# Task instructions:
Using the listing below, show all lines that hold the word "HostError".

# Provided data:
•••••

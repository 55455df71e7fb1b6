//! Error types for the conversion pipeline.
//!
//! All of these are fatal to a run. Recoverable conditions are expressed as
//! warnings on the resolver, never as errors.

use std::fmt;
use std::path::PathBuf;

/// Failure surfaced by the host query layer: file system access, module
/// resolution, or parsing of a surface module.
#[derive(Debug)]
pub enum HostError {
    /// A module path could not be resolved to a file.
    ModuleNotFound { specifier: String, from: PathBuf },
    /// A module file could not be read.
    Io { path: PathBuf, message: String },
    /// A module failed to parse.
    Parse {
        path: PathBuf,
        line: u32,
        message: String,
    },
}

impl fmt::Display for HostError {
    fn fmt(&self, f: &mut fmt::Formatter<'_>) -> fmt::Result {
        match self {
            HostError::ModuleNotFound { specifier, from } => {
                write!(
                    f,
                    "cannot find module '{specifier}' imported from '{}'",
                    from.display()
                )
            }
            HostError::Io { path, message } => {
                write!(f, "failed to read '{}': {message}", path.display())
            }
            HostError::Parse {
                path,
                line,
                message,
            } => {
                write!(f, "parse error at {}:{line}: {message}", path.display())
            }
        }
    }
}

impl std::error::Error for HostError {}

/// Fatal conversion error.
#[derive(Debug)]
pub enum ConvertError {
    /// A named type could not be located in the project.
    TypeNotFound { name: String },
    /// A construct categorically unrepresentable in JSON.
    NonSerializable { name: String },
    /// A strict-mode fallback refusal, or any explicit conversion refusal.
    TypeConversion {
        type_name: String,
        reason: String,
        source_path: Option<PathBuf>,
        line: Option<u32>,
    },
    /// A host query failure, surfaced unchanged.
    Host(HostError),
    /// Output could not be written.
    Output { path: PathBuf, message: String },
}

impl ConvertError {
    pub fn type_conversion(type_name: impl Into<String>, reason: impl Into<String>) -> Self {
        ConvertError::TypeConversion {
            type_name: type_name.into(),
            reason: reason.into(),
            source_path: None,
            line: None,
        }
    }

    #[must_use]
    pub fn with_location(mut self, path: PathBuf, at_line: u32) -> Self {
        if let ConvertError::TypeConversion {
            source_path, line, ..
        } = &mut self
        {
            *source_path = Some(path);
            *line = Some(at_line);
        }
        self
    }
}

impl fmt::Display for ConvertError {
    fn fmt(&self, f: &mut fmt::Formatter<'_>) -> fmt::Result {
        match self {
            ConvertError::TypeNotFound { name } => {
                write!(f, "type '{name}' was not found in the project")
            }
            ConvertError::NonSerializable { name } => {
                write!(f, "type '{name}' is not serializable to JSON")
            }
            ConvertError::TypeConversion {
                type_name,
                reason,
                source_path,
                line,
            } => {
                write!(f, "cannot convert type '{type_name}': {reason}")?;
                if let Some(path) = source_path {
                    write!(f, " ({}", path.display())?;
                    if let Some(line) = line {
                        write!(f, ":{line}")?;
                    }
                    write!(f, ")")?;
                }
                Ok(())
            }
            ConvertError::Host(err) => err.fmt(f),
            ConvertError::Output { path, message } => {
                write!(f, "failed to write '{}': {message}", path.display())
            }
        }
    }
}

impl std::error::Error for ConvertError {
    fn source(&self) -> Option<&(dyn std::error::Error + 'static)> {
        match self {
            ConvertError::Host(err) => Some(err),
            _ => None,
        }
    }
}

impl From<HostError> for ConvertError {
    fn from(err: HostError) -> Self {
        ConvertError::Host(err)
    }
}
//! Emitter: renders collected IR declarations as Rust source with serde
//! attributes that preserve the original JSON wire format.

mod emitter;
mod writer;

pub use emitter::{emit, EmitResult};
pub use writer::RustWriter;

•••••

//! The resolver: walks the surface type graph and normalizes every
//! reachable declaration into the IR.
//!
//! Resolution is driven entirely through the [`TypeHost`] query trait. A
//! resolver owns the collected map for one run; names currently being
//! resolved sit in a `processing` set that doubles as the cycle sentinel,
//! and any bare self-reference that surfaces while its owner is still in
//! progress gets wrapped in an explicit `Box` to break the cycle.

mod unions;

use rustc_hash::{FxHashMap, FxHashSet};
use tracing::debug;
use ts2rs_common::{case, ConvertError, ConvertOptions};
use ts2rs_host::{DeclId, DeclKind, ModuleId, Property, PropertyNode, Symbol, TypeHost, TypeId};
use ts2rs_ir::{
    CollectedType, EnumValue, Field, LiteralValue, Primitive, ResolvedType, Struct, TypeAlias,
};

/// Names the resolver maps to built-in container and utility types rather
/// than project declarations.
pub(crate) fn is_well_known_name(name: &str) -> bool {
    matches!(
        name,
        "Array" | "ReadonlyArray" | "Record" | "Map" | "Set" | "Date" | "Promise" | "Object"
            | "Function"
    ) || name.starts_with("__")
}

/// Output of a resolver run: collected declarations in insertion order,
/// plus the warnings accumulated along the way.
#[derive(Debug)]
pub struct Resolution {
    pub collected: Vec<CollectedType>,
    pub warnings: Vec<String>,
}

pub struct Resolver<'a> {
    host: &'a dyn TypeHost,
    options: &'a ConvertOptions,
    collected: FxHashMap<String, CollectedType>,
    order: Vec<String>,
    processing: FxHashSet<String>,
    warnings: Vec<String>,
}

•••••

# Answer box:
pub enum HostError {
impl fmt::Display for HostError {
            HostError::ModuleNotFound { specifier, from } => {
            HostError::Io { path, message } => {
            HostError::Parse {
impl std::error::Error for HostError {}
    Host(HostError),
impl From<HostError> for ConvertError {
    fn from(err: HostError) -> Self {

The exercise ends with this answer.